Look through the lines below and extract any with the word "names".

== Segment start ==

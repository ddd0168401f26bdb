//! End-to-end pipeline tests
//!
//! Each test builds small input files in a temp directory, runs the
//! binary and checks the artifacts it writes.

use flate2::write::GzEncoder;
use flate2::Compression;
use serde_json::json;
use std::io::{Cursor, Write};
use std::path::{Path, PathBuf};
use std::process::{Command, Output};
use zip::write::SimpleFileOptions;
use zip::ZipWriter;

fn registerscan_bin() -> String {
    env!("CARGO_BIN_EXE_registerscan").to_string()
}

fn run(dir: &Path, args: &[&str]) -> Output {
    Command::new(registerscan_bin())
        .args(args)
        .current_dir(dir)
        .env_remove("RUST_LOG")
        .env_remove("REGISTERSCAN_CONFIG")
        .output()
        .expect("Failed to run registerscan")
}

fn run_ok(dir: &Path, args: &[&str]) -> String {
    let output = run(dir, args);
    assert!(
        output.status.success(),
        "registerscan {:?} failed: {}",
        args,
        String::from_utf8_lossy(&output.stderr)
    );
    String::from_utf8_lossy(&output.stdout).to_string()
}

fn write_gz(path: &Path, content: &str) {
    let file = std::fs::File::create(path).unwrap();
    let mut encoder = GzEncoder::new(file, Compression::default());
    encoder.write_all(content.as_bytes()).unwrap();
    encoder.finish().unwrap();
}

fn read_csv(path: &Path) -> (Vec<String>, Vec<Vec<String>>) {
    let mut reader = csv::Reader::from_path(path).unwrap();
    let headers = reader
        .headers()
        .unwrap()
        .iter()
        .map(String::from)
        .collect();
    let rows = reader
        .records()
        .map(|r| r.unwrap().iter().map(String::from).collect())
        .collect();
    (headers, rows)
}

fn read_all(dir: &Path, names: &[&str]) -> Vec<Vec<u8>> {
    names
        .iter()
        .map(|n| std::fs::read(dir.join(n)).unwrap())
        .collect()
}

// ============================================================================
// subsidy-trends
// ============================================================================

const LEDGER_HEADER: &str = "Begrotingsnaam;Regeling;Instrument;Begrotingsjaar;Bedrag (x1000)\n";

fn write_ledger(dir: &Path) -> PathBuf {
    let mut body = String::from(LEDGER_HEADER);
    for (year, amount) in (2016..=2023).zip([2000, 2000, 2000, 2000, 2000, 2000, 2000, 20000]) {
        body.push_str(&format!("Onderwijs;Beurzen;Subsidie;{};{}\n", year, amount));
    }
    for year in 2016..=2023 {
        body.push_str(&format!("Zorg;Preventie;Opdracht;{};5000,5\n", year));
    }
    body.push_str("Zorg;Preventie;Opdracht;onbekend;10\n");
    let path = dir.join("instruments.csv.gz");
    write_gz(&path, &body);
    path
}

#[test]
fn test_subsidy_trends_writes_tables_and_summary() {
    let dir = tempfile::tempdir().unwrap();
    write_ledger(dir.path());
    let stdout = run_ok(dir.path(), &["subsidy-trends", "instruments.csv.gz", "-o", "out"]);
    let out = dir.path().join("out");

    let (headers, rows) = read_csv(&out.join("subsidy-growth-anomalies.csv"));
    assert_eq!(
        &headers[..5],
        &["budget_name", "regeling", "instrument", "year", "amount_k"]
    );
    assert_eq!(rows.len(), 1);
    assert_eq!(&rows[0][..5], &["Onderwijs", "Beurzen", "Subsidie", "2023", "20000"]);

    let (_, rows) = read_csv(&out.join("budget-vs-actual-outliers.csv"));
    assert_eq!(rows.len(), 1);
    assert_eq!(rows[0][3], "2023");

    let summary = std::fs::read_to_string(out.join("subsidy-trends-summary.md")).unwrap();
    assert!(summary.contains("Onderwijs"));

    assert!(stdout.contains("subsidy-growth-anomalies.csv: sha256="));
    assert!(stdout.contains("subsidy-trends-summary.md: sha256="));
}

#[test]
fn test_subsidy_trends_reruns_are_byte_identical() {
    let dir = tempfile::tempdir().unwrap();
    write_ledger(dir.path());
    let names = [
        "subsidy-growth-anomalies.csv",
        "budget-vs-actual-outliers.csv",
        "subsidy-trends-summary.md",
    ];

    run_ok(dir.path(), &["subsidy-trends", "instruments.csv.gz", "-o", "a"]);
    run_ok(dir.path(), &["subsidy-trends", "instruments.csv.gz", "-o", "b"]);
    assert_eq!(
        read_all(&dir.path().join("a"), &names),
        read_all(&dir.path().join("b"), &names)
    );
}

#[test]
fn test_subsidy_trends_missing_input_fails() {
    let dir = tempfile::tempdir().unwrap();
    let output = run(dir.path(), &["subsidy-trends", "nope.csv", "-o", "out"]);
    assert!(!output.status.success());
    assert!(!dir.path().join("out").exists());
}

#[test]
fn test_subsidy_trends_missing_column_fails() {
    let dir = tempfile::tempdir().unwrap();
    std::fs::write(dir.path().join("bad.csv"), "a;b\n1;2\n").unwrap();
    let output = run(dir.path(), &["subsidy-trends", "bad.csv", "-o", "out"]);
    assert!(!output.status.success());
    assert!(String::from_utf8_lossy(&output.stderr).contains("Begrotingsnaam"));
}

// ============================================================================
// insolvency
// ============================================================================

const KVK_HEADER: &str = "KVKNUMMER~VESTIGINGNUMMER~ISHOOFDVESTIGING~SBICODE~SBIOMSCHRIJVING~REGISTRATIETIJDSTIP~DATUMAANVANG~ISHOOFDACTIVITEIT\n";

fn case_line(kvk: &str, name: &str, case: &str, postcode: &str, date: &str) -> String {
    json!({"getCaseResponse": {"getCaseResult": {"inspubWebserviceInsolvente": {"insolvente": {
        "insolventienummer": case,
        "persoon": {"KvKNummer": kvk, "achternaam": name},
        "adressen": {"adres": {"postcode": postcode, "straat": "Kade", "huisnummer": "1", "plaats": "Delft"}},
        "publicatiegeschiedenis": {"publicatie": [
            {"publicatieDatum": date, "publicatieSoortCode": "1300"}
        ]}
    }}}}})
    .to_string()
}

fn write_insolvency_inputs(dir: &Path) {
    write_gz(
        &dir.join("sbi.csv.gz"),
        &format!(
            "{}{}{}{}",
            KVK_HEADER,
            "11111111~1~Ja~4120~Bouw~x~20200101~Ja\n",
            "22222222~1~Ja~4120~Bouw~x~20100101~Ja\n",
            "33333333~1~Ja~5610~Horeca~x~20150101~Ja\n",
        ),
    );
    let lines = [
        case_line("11111111", "Bouwbedrijf Jansen B.V.", "F.10/21/1", "2611 AB", "2021-03-01"),
        case_line("22222222", "Bouwbedrijf Jansen Holding B.V.", "F.10/21/2", "2611AB", "2021-06-01"),
        case_line("33333333", "Cafe De Hoek", "F.10/21/3", "9999ZZ", "2021-06-01"),
        "not json".to_string(),
    ];
    std::fs::write(dir.join("cases.jsonl"), lines.join("\n") + "\n").unwrap();
}

#[test]
fn test_insolvency_rapid_and_phoenix() {
    let dir = tempfile::tempdir().unwrap();
    write_insolvency_inputs(dir.path());
    run_ok(
        dir.path(),
        &["insolvency", "--kvk", "sbi.csv.gz", "--insolvency", "cases.jsonl", "-o", "out"],
    );
    let out = dir.path().join("out");

    let (headers, rows) = read_csv(&out.join("rapid-insolvency-entities.csv"));
    assert_eq!(headers[0], "kvk_number");
    assert_eq!(rows.len(), 1);
    assert_eq!(rows[0][0], "11111111");
    assert_eq!(rows[0][2], "2020-01-01");
    assert_eq!(rows[0][4], "425");

    let (headers, rows) = read_csv(&out.join("phoenix-signal-clusters.csv"));
    assert_eq!(headers.len(), 12);
    assert_eq!(rows.len(), 1);
    assert_eq!(rows[0][0], "2611AB");
    assert_eq!(rows[0][9], "4120");
    assert!(rows[0][10].starts_with("same_postcode;shared_sbi"));

    assert!(out.join("phoenix-analysis-summary.md").is_file());
}

#[test]
fn test_insolvency_rapid_days_flag_overrides_config() {
    let dir = tempfile::tempdir().unwrap();
    write_insolvency_inputs(dir.path());
    run_ok(
        dir.path(),
        &[
            "insolvency",
            "--kvk",
            "sbi.csv.gz",
            "--insolvency",
            "cases.jsonl",
            "--rapid-days",
            "365",
            "-o",
            "out",
        ],
    );
    let (_, rows) = read_csv(&dir.path().join("out/rapid-insolvency-entities.csv"));
    assert!(rows.is_empty());
}

// ============================================================================
// ghost-providers
// ============================================================================

fn write_bag(path: &Path, postcodes: &[&str]) {
    let mut inner = ZipWriter::new(Cursor::new(Vec::new()));
    inner
        .start_file("9999NUM01.xml", SimpleFileOptions::default())
        .unwrap();
    for postcode in postcodes {
        write!(
            inner,
            "<Objecten:Nummeraanduiding><Objecten:postcode>{}</Objecten:postcode></Objecten:Nummeraanduiding>",
            postcode
        )
        .unwrap();
    }
    let inner_bytes = inner.finish().unwrap().into_inner();

    let mut outer = ZipWriter::new(std::fs::File::create(path).unwrap());
    outer
        .start_file("Leveringsdocument.xml", SimpleFileOptions::default())
        .unwrap();
    outer.write_all(b"<levering/>").unwrap();
    outer
        .start_file("9999NUM01012025.zip", SimpleFileOptions::default())
        .unwrap();
    outer.write_all(&inner_bytes).unwrap();
    outer.finish().unwrap();
}

fn write_ghost_inputs(dir: &Path) {
    let header = "lrk_id;type_oko;status;inschrijfdatum;uitschrijfdatum;opvanglocatie_postcode;opvanglocatie_woonplaats;kvk_nummer_houder;aantal_kindplaatsen\n";
    let rows = [
        "1;KDV;Ingeschreven;2019-01-01;;1234 AB;Utrecht;11111111;16",
        "2;BSO;Ingeschreven;2019-01-01;;1234AB;Utrecht;11111111;20",
        "3;VGO;Ingeschreven;2020-01-01;;1234ab;Utrecht;99999999;4",
        "4;KDV;Uitgeschreven;2015-01-01;2018-01-01;5678CD;Zeist;;12",
        "5;KDV;Ingeschreven;2021-01-01;;0000XX;Nergens;11111111;8",
    ];
    let mut body = String::from(header);
    for row in rows {
        body.push_str(row);
        body.push('\n');
    }
    write_gz(&dir.join("lrk.csv.gz"), &body);
    std::fs::write(
        dir.join("sbi.csv"),
        format!("{}11111111~1~Ja~8891~Kinderopvang~x~20100101~Ja\n", KVK_HEADER),
    )
    .unwrap();
    write_bag(&dir.join("bag.zip"), &["1234AB", "5678CD"]);
}

#[test]
fn test_ghost_providers_signals() {
    let dir = tempfile::tempdir().unwrap();
    write_ghost_inputs(dir.path());
    run_ok(
        dir.path(),
        &[
            "ghost-providers",
            "--lrk",
            "lrk.csv.gz",
            "--kvk",
            "sbi.csv",
            "--bag",
            "bag.zip",
            "-o",
            "out",
        ],
    );
    let out = dir.path().join("out");

    let (_, rows) = read_csv(&out.join("lrk-inactive-kvk.csv"));
    assert_eq!(rows.len(), 1);
    assert_eq!(rows[0][0], "3");
    assert_eq!(rows[0][10], "kvk_not_in_active_register");

    let (_, rows) = read_csv(&out.join("lrk-invalid-address.csv"));
    assert_eq!(rows.len(), 1);
    assert_eq!(rows[0][0], "5");
    assert_eq!(rows[0][5], "0000XX");

    let (headers, rows) = read_csv(&out.join("lrk-address-stacking.csv"));
    assert_eq!(headers[1], "provider_count_at_postcode");
    assert_eq!(rows.len(), 3);
    assert!(rows.iter().all(|r| r[0] == "1234AB" && r[1] == "3" && r[2] == "2"));

    assert!(out.join("ghost-provider-summary.md").is_file());
}

#[test]
fn test_ghost_providers_unknown_inner_archive_fails() {
    let dir = tempfile::tempdir().unwrap();
    write_ghost_inputs(dir.path());
    let output = run(
        dir.path(),
        &[
            "ghost-providers",
            "--lrk",
            "lrk.csv.gz",
            "--kvk",
            "sbi.csv",
            "--bag",
            "bag.zip",
            "--bag-inner",
            "missing.zip",
            "-o",
            "out",
        ],
    );
    assert!(!output.status.success());
}

// ============================================================================
// thresholds
// ============================================================================

fn release(amount: serde_json::Value) -> serde_json::Value {
    json!({"ocid": "ocds-x", "awards": [{"value": {"amount": amount, "currency": "EUR"}}]})
}

fn write_releases(dir: &Path) -> PathBuf {
    let data = dir.join("tenderned");
    std::fs::create_dir(&data).unwrap();
    let mut releases: Vec<_> = (0..8).map(|_| release(json!(215000))).collect();
    releases.push(release(json!("50000,00")));
    releases.push(json!({"ocid": "no-award"}));
    std::fs::write(
        data.join("package-1.json"),
        json!({"releases": releases}).to_string(),
    )
    .unwrap();
    write_gz(
        &data.join("single.json.gz"),
        &release(json!(10000)).to_string(),
    );
    std::fs::write(data.join("notes.txt"), "ignored").unwrap();
    data
}

#[test]
fn test_thresholds_concentration_below_services_threshold() {
    let dir = tempfile::tempdir().unwrap();
    write_releases(dir.path());
    run_ok(dir.path(), &["thresholds", "tenderned", "-o", "out"]);
    let out = dir.path().join("out");

    let (_, rows) = read_csv(&out.join("threshold-anomalies-services.csv"));
    assert_eq!(
        rows,
        vec![vec!["services", "95-99%", "8", "0.77", "10.40", "concentration", "high"]
            .into_iter()
            .map(String::from)
            .collect::<Vec<_>>()]
    );

    let (_, rows) = read_csv(&out.join("threshold-hhi-services.csv"));
    assert!(rows.iter().any(|r| r.contains(&"6400.00".to_string())));

    for name in [
        "threshold-distribution.csv",
        "threshold-distribution-works.csv",
        "threshold-anomalies-works.csv",
        "threshold-hhi-works.csv",
        "threshold-analysis-summary.md",
    ] {
        assert!(out.join(name).is_file(), "{} missing", name);
    }
}

#[test]
fn test_thresholds_manifest_lists_files_in_write_order() {
    let dir = tempfile::tempdir().unwrap();
    write_releases(dir.path());
    let stdout = run_ok(dir.path(), &["thresholds", "tenderned", "-o", "out"]);

    let names: Vec<&str> = stdout
        .lines()
        .filter(|l| l.contains(": sha256="))
        .filter_map(|l| l.trim().split(':').next())
        .collect();
    assert_eq!(
        names,
        vec![
            "threshold-distribution.csv",
            "threshold-distribution-works.csv",
            "threshold-anomalies-services.csv",
            "threshold-anomalies-works.csv",
            "threshold-hhi-services.csv",
            "threshold-hhi-works.csv",
            "threshold-analysis-summary.md",
        ]
    );
    for line in stdout.lines().filter(|l| l.contains(": sha256=")) {
        let hex = line.split("sha256=").nth(1).unwrap().split(' ').next().unwrap();
        assert_eq!(hex.len(), 64);
        assert!(line.contains(" size="));
    }
}

#[test]
fn test_thresholds_empty_directory_fails() {
    let dir = tempfile::tempdir().unwrap();
    std::fs::create_dir(dir.path().join("empty")).unwrap();
    let output = run(dir.path(), &["thresholds", "empty", "-o", "out"]);
    assert!(!output.status.success());
}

== Segment end ==

## Exercise solution
fn read_all(dir: &Path, names: &[&str]) -> Vec<Vec<u8>> {
    names
    let names = [
        read_all(&dir.path().join("a"), &names),
        read_all(&dir.path().join("b"), &names)
    let names: Vec<&str> = stdout
        names,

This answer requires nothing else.